Cette technique est d'une importance particulière pour des expériences qui nécessitent une population bien caractérisée des cellules immunitaires du cerveau de souris. Nous avons déjà réalisé des expériences de transfert adoptif en injectant notre cerveau infiltration des leucocytes dans des souris hôte via l'injection veine de la queue ^7, et nous avons caractérisé le Bils via divers expériences in vitro ^9. Notre préparation Bils est particulièrement bénéfique dans des expériences qui doivent distinguer les différentes populations de cellules immunitaires de cellules résidentes du cerveau, y compris les macrophages résidents et les microglies. Une autre application d'intérêts comprend en temps réel analyse RT-PCR sur l'ARN total isolé de Bils à 7 jours après l'infection afin d'identifier les fonctions effectrices ^3. Par exemple, nous avons mesuré la GAPDH, granzyme B et perforine ARN dans Bils recueillies à 7 jours après l'infection par la perforine-compétent et un déficit d'animaux infectés par TMEV. Nous avons également utilisé notre méthode pour déterminer comment Bils NKG2D contribue à la compensation TMEV du cerveau de souris infectés de façon aiguë ^4.

Il ya plusieurs aspects essentiels de la méthode. Il est essentiel d'apporter toutes les solutions à température ambiante avant la préparation afin d'éviter un stress excessif aux leucocytes et d'assurer une séparation adéquate densitométrique. Le stress sur les leucocytes contribue à la mort cellulaire, ce qui les rend particulièrement peu fiable pour les expériences in vivo où une population de cellules est direct adoptive transféré dans un animal hôte. Nous avons également déterminé que l'utilisation de Percoll à froid ne change pas seulement de la densité du gradient discontinu, mais affecte également la qualité des leucocytes.
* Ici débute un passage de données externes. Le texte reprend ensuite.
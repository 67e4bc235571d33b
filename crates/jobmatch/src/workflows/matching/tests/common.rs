use std::collections::{BTreeSet, HashMap};
use std::sync::atomic::{AtomicUsize, Ordering};
use std::sync::{Arc, Mutex};

use chrono::{Duration, NaiveDate, TimeZone, Utc};

use crate::auth::{AuthError, Principal, TokenVerifier};
use crate::workflows::matching::domain::{
    EmploymentType, ExperienceEntry, ExperienceLevel, Job, JobApplication, JobId, Role,
    SalaryRange, UserAccount, UserId,
};
use crate::workflows::matching::engine::{RankedJob, RecommendationBatch};
use crate::workflows::matching::scoring::ScoringConfig;
use crate::workflows::matching::service::MatchingService;
use crate::workflows::matching::stores::{
    ApplicationStore, JobCatalog, ShortlistStore, StoreError, UserDirectory, WriteOutcome,
};

pub(super) type TestService =
    MatchingService<MemoryCatalog, MemoryDirectory, MemoryShortlist, MemoryApplications>;

pub(super) fn today() -> NaiveDate {
    NaiveDate::from_ymd_opt(2025, 7, 15).expect("valid date")
}

pub(super) fn scoring_config() -> ScoringConfig {
    ScoringConfig {
        points_per_matched_skill: 15,
        points_per_keyword_hit: 5,
        experience_alignment_points: 10,
        recency_window_days: 14,
        recency_points: 5,
    }
}

pub(super) fn job(id: &str, title: &str, skills: &[&str], posted_days_ago: i64) -> Job {
    let created = Utc
        .with_ymd_and_hms(2025, 7, 15, 9, 0, 0)
        .single()
        .expect("valid timestamp")
        - Duration::days(posted_days_ago);

    Job {
        id: JobId(id.to_string()),
        title: title.to_string(),
        description: format!("{title} opening on the platform team"),
        requirements: vec!["communicates clearly".to_string()],
        location: "Remote".to_string(),
        employment_types: vec![EmploymentType::FullTime],
        salary: SalaryRange {
            min: Some(70_000),
            max: Some(95_000),
        },
        skills_needed: skills.iter().map(|skill| skill.to_string()).collect(),
        experience_level: ExperienceLevel::Mid,
        posted_by: UserId("employer-1".to_string()),
        deadline: None,
        created_at: created,
        updated_at: created,
        applicants: Vec::new(),
    }
}

pub(super) fn seeker(id: &str, skills: &[&str]) -> UserAccount {
    UserAccount {
        id: UserId(id.to_string()),
        email: format!("{id}@example.com"),
        role: Role::JobSeeker,
        skills: skills.iter().map(|skill| skill.to_string()).collect(),
        education: Vec::new(),
        experience: vec![ExperienceEntry {
            title: "Engineer".to_string(),
            organization: "Prior Co".to_string(),
            months: 36,
        }],
        company_name: None,
    }
}

pub(super) fn employer(id: &str) -> UserAccount {
    UserAccount {
        id: UserId(id.to_string()),
        email: format!("{id}@example.com"),
        role: Role::Employer,
        skills: Vec::new(),
        education: Vec::new(),
        experience: Vec::new(),
        company_name: Some("Acme Hiring".to_string()),
    }
}

pub(super) fn ranked(job: Job) -> RankedJob {
    RankedJob {
        job,
        score: 0,
        components: Vec::new(),
    }
}

pub(super) fn batch_for(user: &str, jobs: Vec<Job>) -> RecommendationBatch {
    RecommendationBatch {
        user: UserId(user.to_string()),
        jobs: jobs.into_iter().map(ranked).collect(),
    }
}

#[derive(Default)]
pub(super) struct MemoryCatalog {
    jobs: Mutex<Vec<Job>>,
}

impl MemoryCatalog {
    pub(super) fn seed(&self, job: Job) {
        self.jobs.lock().expect("catalog mutex poisoned").push(job);
    }
}

impl JobCatalog for MemoryCatalog {
    fn all(&self) -> Result<Vec<Job>, StoreError> {
        Ok(self.jobs.lock().expect("catalog mutex poisoned").clone())
    }

    fn fetch(&self, id: &JobId) -> Result<Option<Job>, StoreError> {
        Ok(self
            .jobs
            .lock()
            .expect("catalog mutex poisoned")
            .iter()
            .find(|job| &job.id == id)
            .cloned())
    }
}

/// Catalog stand-in for an unreachable upstream.
#[derive(Default)]
pub(super) struct BrokenCatalog;

impl JobCatalog for BrokenCatalog {
    fn all(&self) -> Result<Vec<Job>, StoreError> {
        Err(StoreError::Unavailable("catalog offline".to_string()))
    }

    fn fetch(&self, _id: &JobId) -> Result<Option<Job>, StoreError> {
        Err(StoreError::Unavailable("catalog offline".to_string()))
    }
}

#[derive(Default)]
pub(super) struct MemoryDirectory {
    users: Mutex<HashMap<UserId, UserAccount>>,
}

impl MemoryDirectory {
    pub(super) fn seed(&self, account: UserAccount) {
        self.users
            .lock()
            .expect("directory mutex poisoned")
            .insert(account.id.clone(), account);
    }
}

impl UserDirectory for MemoryDirectory {
    fn fetch(&self, id: &UserId) -> Result<Option<UserAccount>, StoreError> {
        Ok(self
            .users
            .lock()
            .expect("directory mutex poisoned")
            .get(id)
            .cloned())
    }
}

#[derive(Default)]
pub(super) struct MemoryShortlist {
    entries: Mutex<HashMap<UserId, BTreeSet<JobId>>>,
}

impl ShortlistStore for MemoryShortlist {
    fn jobs(&self, user: &UserId) -> Result<Vec<JobId>, StoreError> {
        Ok(self
            .entries
            .lock()
            .expect("shortlist mutex poisoned")
            .get(user)
            .map(|set| set.iter().cloned().collect())
            .unwrap_or_default())
    }

    fn add(&self, user: &UserId, job: &JobId) -> Result<WriteOutcome, StoreError> {
        let mut guard = self.entries.lock().expect("shortlist mutex poisoned");
        let inserted = guard.entry(user.clone()).or_default().insert(job.clone());
        Ok(if inserted {
            WriteOutcome::Applied
        } else {
            WriteOutcome::NoOp
        })
    }

    fn remove(&self, user: &UserId, job: &JobId) -> Result<WriteOutcome, StoreError> {
        let mut guard = self.entries.lock().expect("shortlist mutex poisoned");
        let removed = guard
            .get_mut(user)
            .map(|set| set.remove(job))
            .unwrap_or(false);
        Ok(if removed {
            WriteOutcome::Applied
        } else {
            WriteOutcome::NoOp
        })
    }
}

/// Shortlist wrapper that fails a configured number of writes before
/// recovering, for retry scenarios.
#[derive(Default)]
pub(super) struct FlakyShortlist {
    inner: MemoryShortlist,
    failures_remaining: AtomicUsize,
}

impl FlakyShortlist {
    pub(super) fn failing(times: usize) -> Self {
        let store = Self::default();
        store.failures_remaining.store(times, Ordering::SeqCst);
        store
    }
}

impl ShortlistStore for FlakyShortlist {
    fn jobs(&self, user: &UserId) -> Result<Vec<JobId>, StoreError> {
        self.inner.jobs(user)
    }

    fn add(&self, user: &UserId, job: &JobId) -> Result<WriteOutcome, StoreError> {
        let remaining = self.failures_remaining.load(Ordering::SeqCst);
        if remaining > 0 {
            self.failures_remaining.store(remaining - 1, Ordering::SeqCst);
            return Err(StoreError::Unavailable("shortlist write timed out".to_string()));
        }
        self.inner.add(user, job)
    }

    fn remove(&self, user: &UserId, job: &JobId) -> Result<WriteOutcome, StoreError> {
        self.inner.remove(user, job)
    }
}

#[derive(Default)]
pub(super) struct MemoryApplications {
    records: Mutex<HashMap<(UserId, JobId), JobApplication>>,
}

impl ApplicationStore for MemoryApplications {
    fn for_user(&self, user: &UserId) -> Result<Vec<JobApplication>, StoreError> {
        Ok(self
            .records
            .lock()
            .expect("application mutex poisoned")
            .values()
            .filter(|application| &application.user == user)
            .cloned()
            .collect())
    }

    fn submit(&self, application: JobApplication) -> Result<WriteOutcome, StoreError> {
        let mut guard = self.records.lock().expect("application mutex poisoned");
        let key = (application.user.clone(), application.job.clone());
        if guard
            .get(&key)
            .map(|existing| existing.status.is_active())
            .unwrap_or(false)
        {
            return Ok(WriteOutcome::NoOp);
        }
        guard.insert(key, application);
        Ok(WriteOutcome::Applied)
    }

    fn withdraw(&self, user: &UserId, job: &JobId) -> Result<WriteOutcome, StoreError> {
        let mut guard = self.records.lock().expect("application mutex poisoned");
        match guard.get_mut(&(user.clone(), job.clone())) {
            Some(application) if application.status.is_active() => {
                application.status =
                    crate::workflows::matching::domain::ApplicationStatus::Withdrawn;
                Ok(WriteOutcome::Applied)
            }
            _ => Ok(WriteOutcome::NoOp),
        }
    }
}

/// Token verifier backed by a fixed token table, standing in for the
/// identity provider.
#[derive(Default)]
pub(super) struct StaticVerifier {
    tokens: HashMap<String, Principal>,
}

impl StaticVerifier {
    pub(super) fn with_token(mut self, token: &str, user: &str, role: Role) -> Self {
        self.tokens.insert(
            token.to_string(),
            Principal {
                user_id: UserId(user.to_string()),
                role,
            },
        );
        self
    }
}

impl TokenVerifier for StaticVerifier {
    fn verify(&self, token: &str) -> Result<Principal, AuthError> {
        self.tokens
            .get(token)
            .cloned()
            .ok_or(AuthError::InvalidToken)
    }
}

pub(super) fn build_service() -> (
    Arc<TestService>,
    Arc<MemoryCatalog>,
    Arc<MemoryDirectory>,
    Arc<MemoryShortlist>,
    Arc<MemoryApplications>,
) {
    let catalog = Arc::new(MemoryCatalog::default());
    let directory = Arc::new(MemoryDirectory::default());
    let shortlists = Arc::new(MemoryShortlist::default());
    let applications = Arc::new(MemoryApplications::default());
    let service = Arc::new(MatchingService::new(
        catalog.clone(),
        directory.clone(),
        shortlists.clone(),
        applications.clone(),
        scoring_config(),
    ));
    (service, catalog, directory, shortlists, applications)
}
Un autre élément essentiel est l'homogénéisation suffisante et en douceur des tissus du cerveau. Nous avons trouvé que l'homogénéisation insuffisante et approximative des résultats de tissu cérébral dans de grandes quantités de débris de cellules observées en microscopie et cytométrie de flux. Les débris cellulaires peuvent aussi résulter de ne pas forcer l'homogénat de cerveau avec le tamis de cellules de taille appropriée. Une attention appropriée aux détails est la clé dans la préparation de Bils ample et suffisante pour l'expérimentation et d'analyse.